//! URL nodes.
//!
//! Keyed by the request path. A URL referenced as the last URL of any open
//! visit carries a non-zero visit refcount and is pinned against swap-out.
//!
//! Record version 2 added the scheme classification and the hex-encoded
//! flag.

use crate::encoding::{NodeData, Reader, Writer};
use crate::error::{Error, Result};
use crate::hashtab::hash_str;
use crate::node::{BaseNode, NodeKind, StoreNode};

/// Scheme classification observed for a URL across the month.
#[derive(Debug, Clone, Copy, PartialEq, Eq, Default)]
pub enum UrlType {
    #[default]
    Other,
    Http,
    Https,
    /// Requested over both http and https
    Mixed,
}

impl UrlType {
    pub fn as_u8(self) -> u8 {
        match self {
            UrlType::Other => 0,
            UrlType::Http => 1,
            UrlType::Https => 2,
            UrlType::Mixed => 3,
        }
    }

    pub fn from_u8(v: u8) -> Result<Self> {
        match v {
            0 => Ok(UrlType::Other),
            1 => Ok(UrlType::Http),
            2 => Ok(UrlType::Https),
            3 => Ok(UrlType::Mixed),
            other => Err(Error::InvalidData(format!("unknown url type {other}"))),
        }
    }

    /// Folds another observation into the classification.
    pub fn combine(self, other: UrlType) -> UrlType {
        match (self, other) {
            (UrlType::Other, t) => t,
            (t, UrlType::Other) => t,
            (a, b) if a == b => a,
            _ => UrlType::Mixed,
        }
    }
}

#[derive(Debug, Clone, Default)]
pub struct UrlNode {
    pub base: BaseNode,
    pub hits: u64,
    pub xfer: u64,
    /// Times this URL opened a visit
    pub entry: u64,
    /// Times this URL closed a visit
    pub exit: u64,
    /// Running average and maximum processing time in milliseconds
    pub avg_time: f64,
    pub max_time: f64,
    pub pathlen: u16,
    /// Configured conversion target
    pub target: bool,
    pub url_type: UrlType,
    pub hexenc: bool,

    /// Open visits whose last URL is this node; pins it in memory.
    pub vstref: u64,
    pub dirty: bool,
}

impl UrlNode {
    pub fn new(key: impl Into<String>) -> Self {
        let key = key.into();
        let pathlen = key.find('?').unwrap_or(key.len()) as u16;
        let hexenc = key.contains('%');
        Self {
            base: BaseNode::new(key),
            pathlen,
            hexenc,
            ..Default::default()
        }
    }

    pub fn group(key: impl Into<String>) -> Self {
        Self {
            base: BaseNode::group(key),
            ..Default::default()
        }
    }

    pub fn key(&self) -> &str {
        &self.base.key
    }

    pub fn key_hash(key: &str) -> u64 {
        hash_str(0, key)
    }

    pub fn evictable(&self) -> bool {
        self.vstref == 0
    }

    /// Updates the running average processing time for one more request.
    pub fn update_time(&mut self, proctime: f64) {
        self.avg_time += (proctime - self.avg_time) / self.hits as f64;
        if proctime > self.max_time {
            self.max_time = proctime;
        }
    }
}

impl NodeData for UrlNode {
    const VERSION: u16 = 2;

    fn data_size(&self) -> usize {
        self.base.data_size()
            + 8 * 4                   // hits, xfer, entry, exit
            + 8 * 2                   // avg_time, max_time
            + 8                       // value hash
            + 2                       // pathlen
            + 1                       // target
            + 2                       // url_type, hexenc
    }

    fn pack_data(&self, w: &mut Writer) {
        self.base.pack(w);
        w.put_u64(self.hits);
        w.put_u64(self.xfer);
        w.put_u64(self.entry);
        w.put_u64(self.exit);
        w.put_f64(self.avg_time);
        w.put_f64(self.max_time);
        w.put_u64(hash_str(0, &self.base.key));
        w.put_u16(self.pathlen);
        w.put_bool(self.target);
        w.put_u8(self.url_type.as_u8());
        w.put_bool(self.hexenc);
    }

    fn unpack_data(r: &mut Reader, version: u16) -> Result<Self> {
        let base = BaseNode::unpack(r)?;
        let mut node = Self {
            base,
            ..Default::default()
        };
        node.hits = r.get_u64()?;
        node.xfer = r.get_u64()?;
        node.entry = r.get_u64()?;
        node.exit = r.get_u64()?;
        node.avg_time = r.get_f64()?;
        node.max_time = r.get_f64()?;
        r.skip(8)?; // value hash
        node.pathlen = r.get_u16()?;
        node.target = r.get_bool()?;
        if version >= 2 {
            node.url_type = UrlType::from_u8(r.get_u8()?)?;
            node.hexenc = r.get_bool()?;
        }
        Ok(node)
    }
}

impl StoreNode for UrlNode {
    const KIND: NodeKind = NodeKind::Url;

    fn node_id(&self) -> u64 {
        self.base.id
    }

    fn set_node_id(&mut self, id: u64) {
        self.base.id = id;
    }

    fn value_hash(&self) -> u64 {
        hash_str(0, &self.base.key)
    }
}

pub fn field_hits(buf: &[u8]) -> Result<u64> {
    crate::node::skip_base(buf)?.get_u64()
}

pub fn field_xfer(buf: &[u8]) -> Result<u64> {
    let mut r = crate::node::skip_base(buf)?;
    r.skip(8)?;
    r.get_u64()
}

pub fn field_entry(buf: &[u8]) -> Result<u64> {
    let mut r = crate::node::skip_base(buf)?;
    r.skip(8 * 2)?;
    r.get_u64()
}

pub fn field_exit(buf: &[u8]) -> Result<u64> {
    let mut r = crate::node::skip_base(buf)?;
    r.skip(8 * 3)?;
    r.get_u64()
}

pub fn field_value_hash(buf: &[u8]) -> Result<u64> {
    let mut r = crate::node::skip_base(buf)?;
    r.skip(8 * 4 + 8 * 2)?;
    r.get_u64()
}

#[cfg(test)]
mod tests {
    use super::*;
    use crate::encoding::{encoded_size, pack_record, unpack_record};

    fn sample() -> UrlNode {
        let mut node = UrlNode::new("/docs/index.html?page=2");
        node.base.id = 5;
        node.hits = 10;
        node.xfer = 20_480;
        node.entry = 4;
        node.exit = 2;
        node.avg_time = 12.5;
        node.max_time = 80.0;
        node.target = true;
        node.url_type = UrlType::Https;
        node
    }

    #[test]
    fn test_round_trip() {
        let node = sample();
        let buf = pack_record(&node);
        assert_eq!(encoded_size(&buf).unwrap(), buf.len());

        let back: UrlNode = unpack_record(&buf).unwrap();
        assert_eq!(back.key(), "/docs/index.html?page=2");
        assert_eq!(back.hits, 10);
        assert_eq!(back.entry, 4);
        assert_eq!(back.exit, 2);
        assert_eq!(back.pathlen, 16);
        assert_eq!(back.url_type, UrlType::Https);
        assert!(back.target);
        assert!(!back.hexenc);
        assert_eq!(back.vstref, 0);
    }

    #[test]
    fn test_field_offsets() {
        let buf = pack_record(&sample());
        assert_eq!(field_hits(&buf).unwrap(), 10);
        assert_eq!(field_xfer(&buf).unwrap(), 20_480);
        assert_eq!(field_entry(&buf).unwrap(), 4);
        assert_eq!(field_exit(&buf).unwrap(), 2);
    }

    #[test]
    fn test_url_type_combine() {
        assert_eq!(UrlType::Http.combine(UrlType::Http), UrlType::Http);
        assert_eq!(UrlType::Http.combine(UrlType::Https), UrlType::Mixed);
        assert_eq!(UrlType::Other.combine(UrlType::Https), UrlType::Https);
        assert_eq!(UrlType::Mixed.combine(UrlType::Http), UrlType::Mixed);
    }

    #[test]
    fn test_update_time_running_mean() {
        let mut node = UrlNode::new("/a");
        node.hits = 1;
        node.update_time(10.0);
        assert_eq!(node.avg_time, 10.0);
        node.hits = 2;
        node.update_time(20.0);
        assert_eq!(node.avg_time, 15.0);
        assert_eq!(node.max_time, 20.0);
    }
}
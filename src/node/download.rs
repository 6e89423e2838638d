//! Download nodes and their active-job records.
//!
//! A download aggregates one named download per host; its logical key is
//! the (host address, download name) pair, with the host carried as a node
//! id in the record. While a job is in flight an active-download record
//! exists under the same id, and the owning host is pinned through its
//! download refcount. The reference graph is a DAG:
//!
//! ```text
//! download -> host -> visit -> url
//!          -> active download
//! ```

use crate::encoding::{NodeData, Reader, Writer, TSTAMP_SIZE};
use crate::error::Result;
use crate::hashtab::hash_str;
use crate::node::host::HostNode;
use crate::node::{BaseNode, NodeKind, StoreNode};
use crate::tstamp::Tstamp;

#[derive(Debug, Clone, Default)]
pub struct DownloadNode {
    /// The key string is the download name
    pub base: BaseNode,
    pub hits: u64,
    pub xfer: u64,
    /// Total and average job time in minutes
    pub sumtime: f64,
    pub avgtime: f64,
    /// Completed download jobs
    pub count: u64,
    /// Owning host id; zero for group nodes
    pub host_id: u64,

    /// In-flight job record, if one is open
    pub job: Option<Box<ActiveDownloadNode>>,
    /// Host key of the owner, kept for fingerprinting; not serialized
    pub host_key: String,
    /// Owned host materialized by the reporting unpack path
    pub own_host: Option<Box<HostNode>>,
    /// Set by unpack when the record's active flag was on
    pub unpacked_active: bool,
    pub dirty: bool,
}

impl DownloadNode {
    pub fn new(host_key: impl Into<String>, name: impl Into<String>) -> Self {
        Self {
            base: BaseNode::new(name),
            host_key: host_key.into(),
            ..Default::default()
        }
    }

    pub fn group(name: impl Into<String>) -> Self {
        Self {
            base: BaseNode::group(name),
            ..Default::default()
        }
    }

    pub fn name(&self) -> &str {
        &self.base.key
    }

    pub fn key_hash(host_key: &str, name: &str) -> u64 {
        hash_str(hash_str(0, host_key), name)
    }

    /// Folds a finished job into the aggregate.
    pub fn finish_job(&mut self, job: &ActiveDownloadNode) {
        self.count += 1;
        self.hits += job.hits;
        self.xfer += job.xfer;
        self.sumtime += job.proctime;
        self.avgtime = self.sumtime / self.count as f64;
    }
}

impl NodeData for DownloadNode {
    const VERSION: u16 = 1;

    fn data_size(&self) -> usize {
        self.base.data_size() + 8 * 3 + 8 * 2 + 1 + 8 + 8
    }

    fn pack_data(&self, w: &mut Writer) {
        self.base.pack(w);
        w.put_u64(self.hits);
        w.put_u64(self.xfer);
        w.put_f64(self.sumtime);
        w.put_f64(self.avgtime);
        w.put_u64(self.count);
        w.put_bool(self.job.is_some());
        w.put_u64(self.host_id);
        w.put_u64(hash_str(hash_str(0, &self.host_key), &self.base.key));
    }

    fn unpack_data(r: &mut Reader, _version: u16) -> Result<Self> {
        let base = BaseNode::unpack(r)?;
        let mut node = Self {
            base,
            ..Default::default()
        };
        node.hits = r.get_u64()?;
        node.xfer = r.get_u64()?;
        node.sumtime = r.get_f64()?;
        node.avgtime = r.get_f64()?;
        node.count = r.get_u64()?;
        node.unpacked_active = r.get_bool()?;
        node.host_id = r.get_u64()?;
        r.skip(8)?; // value hash
        Ok(node)
    }
}

impl StoreNode for DownloadNode {
    const KIND: NodeKind = NodeKind::Download;

    fn node_id(&self) -> u64 {
        self.base.id
    }

    fn set_node_id(&mut self, id: u64) {
        self.base.id = id;
    }

    fn value_hash(&self) -> u64 {
        hash_str(hash_str(0, &self.host_key), &self.base.key)
    }
}

pub fn field_xfer(buf: &[u8]) -> Result<u64> {
    let mut r = crate::node::skip_base(buf)?;
    r.skip(8)?;
    r.get_u64()
}

pub fn field_value_hash(buf: &[u8]) -> Result<u64> {
    let mut r = crate::node::skip_base(buf)?;
    r.skip(8 * 5 + 1 + 8)?;
    r.get_u64()
}

/// One download job in flight. Shares its id with the owning download and
/// is destroyed when the job times out.
///
/// Record version 2 replaced the epoch timestamp with a structured one.
#[derive(Debug, Clone, Default)]
pub struct ActiveDownloadNode {
    pub id: u64,
    pub hits: u64,
    /// Last activity
    pub tstamp: Tstamp,
    /// Job time so far in minutes
    pub proctime: f64,
    pub xfer: u64,
    pub dirty: bool,
}

impl ActiveDownloadNode {
    pub fn new(id: u64) -> Self {
        Self {
            id,
            ..Default::default()
        }
    }
}

impl NodeData for ActiveDownloadNode {
    const VERSION: u16 = 2;

    fn data_size(&self) -> usize {
        8 + TSTAMP_SIZE + 8 + 8
    }

    fn pack_data(&self, w: &mut Writer) {
        w.put_u64(self.hits);
        w.put_tstamp(&self.tstamp);
        w.put_f64(self.proctime);
        w.put_u64(self.xfer);
    }

    fn unpack_data(r: &mut Reader, version: u16) -> Result<Self> {
        let mut node = Self::default();
        node.hits = r.get_u64()?;
        if version >= 2 {
            node.tstamp = r.get_tstamp()?;
        } else {
            node.tstamp = Tstamp::from_epoch(r.get_u64()? as i64, 0);
        }
        node.proctime = r.get_f64()?;
        node.xfer = r.get_u64()?;
        Ok(node)
    }
}

impl StoreNode for ActiveDownloadNode {
    const KIND: NodeKind = NodeKind::ActiveDownload;

    fn node_id(&self) -> u64 {
        self.id
    }

    fn set_node_id(&mut self, id: u64) {
        self.id = id;
    }
}

#[cfg(test)]
mod tests {
    use super::*;
    use crate::encoding::{pack_record, unpack_record};

    #[test]
    fn test_download_round_trip() {
        let mut node = DownloadNode::new("10.0.0.1", "release.tar.gz");
        node.base.id = 3;
        node.host_id = 11;
        node.hits = 5;
        node.xfer = 1 << 20;
        node.count = 2;
        node.sumtime = 8.0;
        node.avgtime = 4.0;
        let buf = pack_record(&node);
        let back: DownloadNode = unpack_record(&buf).unwrap();
        assert_eq!(back.name(), "release.tar.gz");
        assert_eq!(back.host_id, 11);
        assert_eq!(back.count, 2);
        assert!(!back.unpacked_active);
        assert_eq!(field_xfer(&buf).unwrap(), 1 << 20);
    }

    #[test]
    fn test_active_flag() {
        let mut node = DownloadNode::new("10.0.0.1", "file.iso");
        node.job = Some(Box::new(ActiveDownloadNode::new(3)));
        let buf = pack_record(&node);
        let back: DownloadNode = unpack_record(&buf).unwrap();
        assert!(back.unpacked_active);
        assert!(back.job.is_none());
    }

    #[test]
    fn test_active_download_round_trip() {
        let mut job = ActiveDownloadNode::new(3);
        job.hits = 4;
        job.xfer = 2048;
        job.proctime = 1.5;
        job.tstamp = Tstamp::new(2020, 6, 15, 11, 0, 0, 0);
        let buf = pack_record(&job);
        let back: ActiveDownloadNode = unpack_record(&buf).unwrap();
        assert_eq!(back.hits, 4);
        assert_eq!(back.xfer, 2048);
        assert_eq!(back.proctime, 1.5);
    }

    #[test]
    fn test_finish_job_updates_averages() {
        let mut node = DownloadNode::new("h", "f");
        let mut job = ActiveDownloadNode::new(1);
        job.hits = 2;
        job.xfer = 100;
        job.proctime = 3.0;
        node.finish_job(&job);
        job.proctime = 5.0;
        node.finish_job(&job);
        assert_eq!(node.count, 2);
        assert_eq!(node.sumtime, 8.0);
        assert_eq!(node.avgtime, 4.0);
        assert_eq!(node.xfer, 200);
    }
}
——————
** Problem statement **
In the records above, find the lines holding "pinned". Copy each one.

** Task output **
//! visit carries a non-zero visit refcount and is pinned against swap-out.
//! exists under the same id, and the owning host is pinned through its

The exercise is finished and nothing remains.